// SPDX-License-Identifier: MIT
// Copyright 2026 Roland Dreier <roland@rolandd.dev>

//! Public gallery routes: folder listings, image proxy, connection check.

use crate::error::{AppError, Result};
use crate::models::FolderContent;
use crate::services::drive::{is_valid_item_id, ConnectionReport};
use crate::AppState;
use axum::{
    body::Body,
    extract::{Path, State},
    http::header,
    response::{IntoResponse, Response},
    routing::get,
    Json, Router,
};
use serde::Serialize;
use std::sync::Arc;

/// Images are immutable per file id, so browsers may cache them forever.
const IMAGE_CACHE_CONTROL: &str = "public, max-age=31536000, immutable";

pub fn routes() -> Router<Arc<AppState>> {
    Router::new()
        .route("/api/folders", get(get_root_folder))
        .route("/api/folders/{id}", get(get_folder))
        .route("/api/image/{id}", get(get_image))
        .route("/api/test", get(test_connection))
}

// ─── Folders ─────────────────────────────────────────────────

/// Contents of the configured root folder.
async fn get_root_folder(State(state): State<Arc<AppState>>) -> Result<Json<FolderContent>> {
    let content = state
        .drive
        .list_folder_contents(&state.config.root_folder_id)
        .await?;
    Ok(Json(content))
}

/// Contents of any folder by id.
async fn get_folder(
    State(state): State<Arc<AppState>>,
    Path(id): Path<String>,
) -> Result<Json<FolderContent>> {
    validate_id(&id)?;
    let content = state.drive.list_folder_contents(&id).await?;
    Ok(Json(content))
}

// ─── Images ──────────────────────────────────────────────────

/// Stream an image's bytes from Drive.
async fn get_image(
    State(state): State<Arc<AppState>>,
    Path(id): Path<String>,
) -> Result<Response> {
    validate_id(&id)?;

    let image = state.drive.fetch_image(&id).await?;

    Ok((
        [
            (header::CONTENT_TYPE, image.content_type),
            (header::CACHE_CONTROL, IMAGE_CACHE_CONTROL.to_string()),
        ],
        Body::from_stream(image.response.bytes_stream()),
    )
        .into_response())
}

// ─── Connection test ─────────────────────────────────────────

#[derive(Serialize)]
pub struct ConnectionTestResponse {
    pub success: bool,
    pub result: bool,
    #[serde(flatten)]
    pub report: ConnectionReport,
}

/// Check that the root folder can be listed with the service account.
async fn test_connection(State(state): State<Arc<AppState>>) -> Json<ConnectionTestResponse> {
    let report = state
        .drive
        .test_connection(&state.config.root_folder_id)
        .await;

    Json(ConnectionTestResponse {
        success: true,
        result: report.connected,
        report,
    })
}

fn validate_id(id: &str) -> Result<()> {
    if is_valid_item_id(id) {
        Ok(())
    } else {
        Err(AppError::BadRequest(format!("Invalid item id: {}", id)))
    }
}
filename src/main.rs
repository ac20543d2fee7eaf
// SPDX-License-Identifier: MIT
// Copyright 2026 Roland Dreier <roland@rolandd.dev>

//! Drive-Gallery API Server
//!
//! Serves a photo gallery out of a Google Drive folder using a service
//! account for all Drive access.

use drive_gallery::{
    config::Config,
    services::{DriveClient, DriveService, TokenCache},
    AppState,
};
use std::sync::Arc;
use tracing_subscriber::{layer::SubscriberExt, util::SubscriberInitExt};

#[tokio::main]
async fn main() -> Result<(), Box<dyn std::error::Error>> {
    // Initialize structured JSON logging
    init_logging();

    // Load configuration from environment
    let config = Config::from_env().expect("Failed to load configuration");
    tracing::info!(
        port = config.port,
        client_email = %config.service_account.client_email,
        root_folder_id = %config.root_folder_id,
        "Starting Drive-Gallery API"
    );

    // One token cache for the whole process, shared by every request
    let tokens = Arc::new(TokenCache::new(&config).expect("Failed to initialize token cache"));
    tracing::info!("Token cache initialized");

    let client = DriveClient::new(&config).expect("Failed to initialize Drive client");
    let drive = DriveService::new(client, tokens);

    // Build shared state
    let state = Arc::new(AppState {
        config: config.clone(),
        drive,
    });

    // Build router
    let app = drive_gallery::routes::create_router(state);

    // Start server
    let addr = format!("0.0.0.0:{}", config.port);
    let listener = tokio::net::TcpListener::bind(&addr).await?;
    tracing::info!(address = %addr, "Server listening");

    axum::serve(listener, app).await?;
    Ok(())
}

/// Initialize structured JSON logging.
fn init_logging() {
    let format = tracing_subscriber::fmt::layer()
        .json()
        .with_target(false)
        .with_current_span(true)
        .flatten_event(true);

    tracing_subscriber::registry()
        .with(
            tracing_subscriber::EnvFilter::from_default_env()
                .add_directive("drive_gallery=debug".parse().unwrap())
                .add_directive("info".parse().unwrap()),
        )
        .with(format)
        .init();
}
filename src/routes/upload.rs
// SPDX-License-Identifier: MIT
// Copyright 2026 Roland Dreier <roland@rolandd.dev>

//! Upload route for admins.

use crate::error::{AppError, Result};
use crate::middleware::auth::AdminSession;
use crate::services::drive::{is_valid_item_id, UploadFile};
use crate::AppState;
use axum::{
    extract::{DefaultBodyLimit, Multipart, State},
    http::StatusCode,
    response::{IntoResponse, Response},
    routing::post,
    Extension, Json, Router,
};
use futures_util::future::join_all;
use serde::Serialize;
use std::sync::Arc;

/// Maximum size of a single file (10 MiB).
pub const MAX_FILE_SIZE: usize = 10 * 1024 * 1024;
/// Maximum size of all files in one request (50 MiB).
pub const MAX_TOTAL_SIZE: usize = 50 * 1024 * 1024;
/// Accepted upload MIME types.
pub const ALLOWED_FILE_TYPES: [&str; 4] = ["image/jpeg", "image/png", "image/gif", "image/webp"];

/// Room for multipart framing and the folder id field.
const MULTIPART_OVERHEAD: usize = 1024 * 1024;

/// Upload routes (require admin token).
/// The auth middleware is applied in routes/mod.rs for these routes.
pub fn routes() -> Router<Arc<AppState>> {
    Router::new()
        .route("/api/upload", post(upload))
        .layer(DefaultBodyLimit::max(MAX_TOTAL_SIZE + MULTIPART_OVERHEAD))
}

#[derive(Serialize, Debug)]
pub struct UploadResponse {
    pub success: bool,
    #[serde(skip_serializing_if = "Vec::is_empty")]
    pub uploaded: Vec<String>,
    #[serde(skip_serializing_if = "Vec::is_empty")]
    pub errors: Vec<String>,
}

/// Upload images into a folder.
///
/// Expects multipart fields `folderId` and one or more `files`. All files are
/// validated before anything is sent to Drive; uploads then run concurrently.
async fn upload(
    State(state): State<Arc<AppState>>,
    Extension(session): Extension<AdminSession>,
    multipart: Multipart,
) -> Result<Response> {
    let (folder_id, files) = read_upload_form(multipart).await?;

    tracing::info!(
        role = %session.role,
        folder_id = %folder_id,
        count = files.len(),
        "Upload requested"
    );

    let uploads = files
        .into_iter()
        .map(|file| state.drive.upload_image(&folder_id, file));
    let results = join_all(uploads).await;

    let mut uploaded = Vec::new();
    let mut errors = Vec::new();
    for result in results {
        match result {
            Ok(id) => uploaded.push(id),
            Err(e) => {
                tracing::error!(error = %e, "Upload failed");
                errors.push(e.to_string());
            }
        }
    }

    if !errors.is_empty() {
        let body = UploadResponse {
            success: false,
            uploaded,
            errors,
        };
        return Ok((StatusCode::INTERNAL_SERVER_ERROR, Json(body)).into_response());
    }

    Ok(Json(UploadResponse {
        success: true,
        uploaded,
        errors,
    })
    .into_response())
}

/// Read and validate the multipart form.
async fn read_upload_form(mut multipart: Multipart) -> Result<(String, Vec<UploadFile>)> {
    let mut folder_id: Option<String> = None;
    let mut files = Vec::new();
    let mut total_size = 0usize;

    while let Some(field) = multipart
        .next_field()
        .await
        .map_err(|e| AppError::BadRequest(format!("Invalid multipart body: {}", e)))?
    {
        match field.name() {
            Some("folderId") => {
                let value = field
                    .text()
                    .await
                    .map_err(|e| AppError::BadRequest(format!("Invalid folderId: {}", e)))?;
                folder_id = Some(value.trim().to_string());
            }
            Some("files") => {
                let name = field.file_name().unwrap_or("upload").to_string();
                let mime_type = field.content_type().unwrap_or_default().to_string();
                let content = field
                    .bytes()
                    .await
                    .map_err(|e| AppError::BadRequest(format!("Failed to read {}: {}", name, e)))?
                    .to_vec();

                total_size += content.len();
                files.push(validate_file(UploadFile {
                    name,
                    mime_type,
                    content,
                })?);
            }
            _ => {}
        }
    }

    let folder_id = folder_id
        .filter(|id| !id.is_empty())
        .ok_or_else(|| AppError::BadRequest("No folder ID provided".to_string()))?;
    if !is_valid_item_id(&folder_id) {
        return Err(AppError::BadRequest(format!("Invalid folder ID: {}", folder_id)));
    }

    if files.is_empty() {
        return Err(AppError::BadRequest("No files provided".to_string()));
    }

    if total_size > MAX_TOTAL_SIZE {
        return Err(AppError::BadRequest(
            "Total upload size exceeds limit".to_string(),
        ));
    }

    Ok((folder_id, files))
}

/// Enforce per-file size and type limits.
fn validate_file(file: UploadFile) -> Result<UploadFile> {
    if file.content.len() > MAX_FILE_SIZE {
        return Err(AppError::BadRequest(format!(
            "File {} exceeds size limit",
            file.name
        )));
    }

    if !ALLOWED_FILE_TYPES.contains(&file.mime_type.as_str()) {
        return Err(AppError::BadRequest(format!(
            "File {} has unsupported type",
            file.name
        )));
    }

    Ok(file)
}
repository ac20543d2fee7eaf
// SPDX-License-Identifier: MIT
// Copyright 2026 Roland Dreier <roland@rolandd.dev>

//! Middleware modules (authentication).

pub mod auth;

pub use auth::require_auth;
// SPDX-License-Identifier: MIT
// Copyright 2026 Roland Dreier <roland@kernel.org>

//! Drive-Gallery: a photo gallery backed by a Google Drive folder
//!
//! This crate provides the backend API that lists Drive folders, proxies
//! images, and accepts uploads using a service account.

pub mod config;
pub mod error;
pub mod middleware;
pub mod models;
pub mod routes;
pub mod services;

use config::Config;
use services::DriveService;

/// Shared application state.
pub struct AppState {
    pub config: Config,
    pub drive: DriveService,
}
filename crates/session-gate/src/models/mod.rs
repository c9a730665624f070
//! Data models for Session Gate.
//!
//! Wire types use camelCase to match the identity backend's JSON.

use common::types::UserId;
use regex::Regex;
use serde::{Deserialize, Serialize};
use std::collections::BTreeMap;
use std::sync::LazyLock;
use std::time::Duration;

// ============================================================================
// User & Session
// ============================================================================

/// Signed-in user as returned by `GET /users/me`.
///
/// Only `id` and `is_admin` take part in navigation decisions; the rest is
/// passed through to page data.
#[derive(Debug, Clone, PartialEq, Serialize, Deserialize)]
#[serde(rename_all = "camelCase")]
pub struct User {
    pub id: UserId,

    pub username: String,

    #[serde(default, skip_serializing_if = "Option::is_none")]
    pub email: Option<String>,

    #[serde(default)]
    pub first_name: String,

    #[serde(default, skip_serializing_if = "Option::is_none")]
    pub last_name: Option<String>,

    #[serde(default)]
    pub is_admin: bool,

    #[serde(default, skip_serializing_if = "Option::is_none")]
    pub locale: Option<String>,

    #[serde(default)]
    pub disabled: bool,
}

/// Who is calling and what the effective application configuration is.
///
/// Built once per navigation by the bootstrap loader and never mutated.
#[derive(Debug, Clone, Default, PartialEq, Serialize)]
#[serde(rename_all = "camelCase")]
pub struct Session {
    /// `None` means the caller is not signed in.
    pub user: Option<User>,

    /// `None` means the configuration fetch failed.
    pub app_config: Option<AppConfigMap>,
}

impl Session {
    /// Session of a caller that is not signed in and has no configuration.
    pub fn anonymous() -> Self {
        Self::default()
    }

    pub fn is_signed_in(&self) -> bool {
        self.user.is_some()
    }

    pub fn is_admin(&self) -> bool {
        self.user.as_ref().is_some_and(|u| u.is_admin)
    }
}

// ============================================================================
// Application configuration
// ============================================================================

/// Raw configuration triple as returned by `GET /application-configuration`.
#[derive(Debug, Clone, PartialEq, Eq, Serialize, Deserialize)]
pub struct AppConfigEntry {
    pub key: String,

    #[serde(rename = "type")]
    pub value_type: String,

    pub value: String,
}

/// Configuration value with its type inferred from the raw string.
#[derive(Debug, Clone, PartialEq, Serialize)]
#[serde(untagged)]
pub enum ConfigValue {
    Bool(bool),
    Number(f64),
    Text(String),
}

static NUMERIC: LazyLock<Option<Regex>> =
    LazyLock::new(|| Regex::new(r"^-?[0-9]+(\.[0-9]+)?$").ok());

impl ConfigValue {
    /// Infer the value type from its raw string form.
    ///
    /// `"true"`/`"false"` become booleans, plain decimal numbers become
    /// numbers, everything else stays text. Matching is case-sensitive.
    pub fn parse(raw: &str) -> Self {
        match raw {
            "true" => return ConfigValue::Bool(true),
            "false" => return ConfigValue::Bool(false),
            _ => {}
        }

        let numeric = NUMERIC.as_ref().is_some_and(|re| re.is_match(raw));
        if numeric {
            if let Ok(number) = raw.parse::<f64>() {
                return ConfigValue::Number(number);
            }
        }

        ConfigValue::Text(raw.to_string())
    }
}

/// Typed key → value view of the application configuration.
#[derive(Debug, Clone, Default, PartialEq, Serialize)]
#[serde(transparent)]
pub struct AppConfigMap(BTreeMap<String, ConfigValue>);

impl AppConfigMap {
    /// Build the map from the backend's raw triples. Later duplicates win.
    pub fn from_entries(entries: Vec<AppConfigEntry>) -> Self {
        Self(
            entries
                .into_iter()
                .map(|entry| {
                    let value = ConfigValue::parse(&entry.value);
                    (entry.key, value)
                })
                .collect(),
        )
    }

    pub fn get(&self, key: &str) -> Option<&ConfigValue> {
        self.0.get(key)
    }

    pub fn get_bool(&self, key: &str) -> Option<bool> {
        match self.0.get(key) {
            Some(ConfigValue::Bool(b)) => Some(*b),
            _ => None,
        }
    }

    pub fn get_number(&self, key: &str) -> Option<f64> {
        match self.0.get(key) {
            Some(ConfigValue::Number(n)) => Some(*n),
            _ => None,
        }
    }

    pub fn get_str(&self, key: &str) -> Option<&str> {
        match self.0.get(key) {
            Some(ConfigValue::Text(s)) => Some(s.as_str()),
            _ => None,
        }
    }

    pub fn len(&self) -> usize {
        self.0.len()
    }

    pub fn is_empty(&self) -> bool {
        self.0.is_empty()
    }
}

// ============================================================================
// Version freshness
// ============================================================================

/// Persisted record of the newest released version.
///
/// Stored as JSON under the `version_cache` key.
#[derive(Debug, Clone, PartialEq, Eq, Serialize, Deserialize)]
#[serde(rename_all = "camelCase")]
pub struct VersionCacheEntry {
    /// Newest released version, already stripped of its tag prefix.
    pub newest_version: String,

    /// When the entry was fetched, in milliseconds since the Unix epoch.
    pub timestamp: i64,

    /// Running version at the time the entry was written.
    pub last_current_version: String,
}

impl VersionCacheEntry {
    /// True once more than `ttl` has elapsed since the entry was written.
    pub fn is_expired(&self, now_millis: i64, ttl: Duration) -> bool {
        let ttl_millis = i64::try_from(ttl.as_millis()).unwrap_or(i64::MAX);
        now_millis.saturating_sub(self.timestamp) > ttl_millis
    }

    /// True if the entry was written by the build that is running now.
    pub fn matches_build(&self, current_version: &str) -> bool {
        self.last_current_version == current_version
    }

    /// An entry may be trusted only if it is neither expired nor stale
    /// with respect to the running build.
    pub fn is_valid(&self, now_millis: i64, ttl: Duration, current_version: &str) -> bool {
        !self.is_expired(now_millis, ttl) && self.matches_build(current_version)
    }
}

/// Version block shown in the settings area.
#[derive(Debug, Clone, PartialEq, Eq, Serialize)]
#[serde(rename_all = "camelCase")]
pub struct VersionInformation {
    pub current_version: String,

    #[serde(skip_serializing_if = "Option::is_none")]
    pub newest_version: Option<String>,

    #[serde(skip_serializing_if = "Option::is_none")]
    pub is_up_to_date: Option<bool>,
}

// ============================================================================
// Page data
// ============================================================================

/// Data handed to the page renderer for an allowed navigation.
#[derive(Debug, Clone, Serialize)]
#[serde(rename_all = "camelCase")]
pub struct PageData {
    pub user: Option<User>,

    pub app_config: Option<AppConfigMap>,

    #[serde(skip_serializing_if = "Option::is_none")]
    pub version_information: Option<VersionInformation>,
}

+===+

== TASK DIRECTIONS ==
Could you filter the material above and copy each line that holds the word "FolderContent"?

== YOUR SOLUTION ==
use crate::models::FolderContent;
async fn get_root_folder(State(state): State<Arc<AppState>>) -> Result<Json<FolderContent>> {
) -> Result<Json<FolderContent>> {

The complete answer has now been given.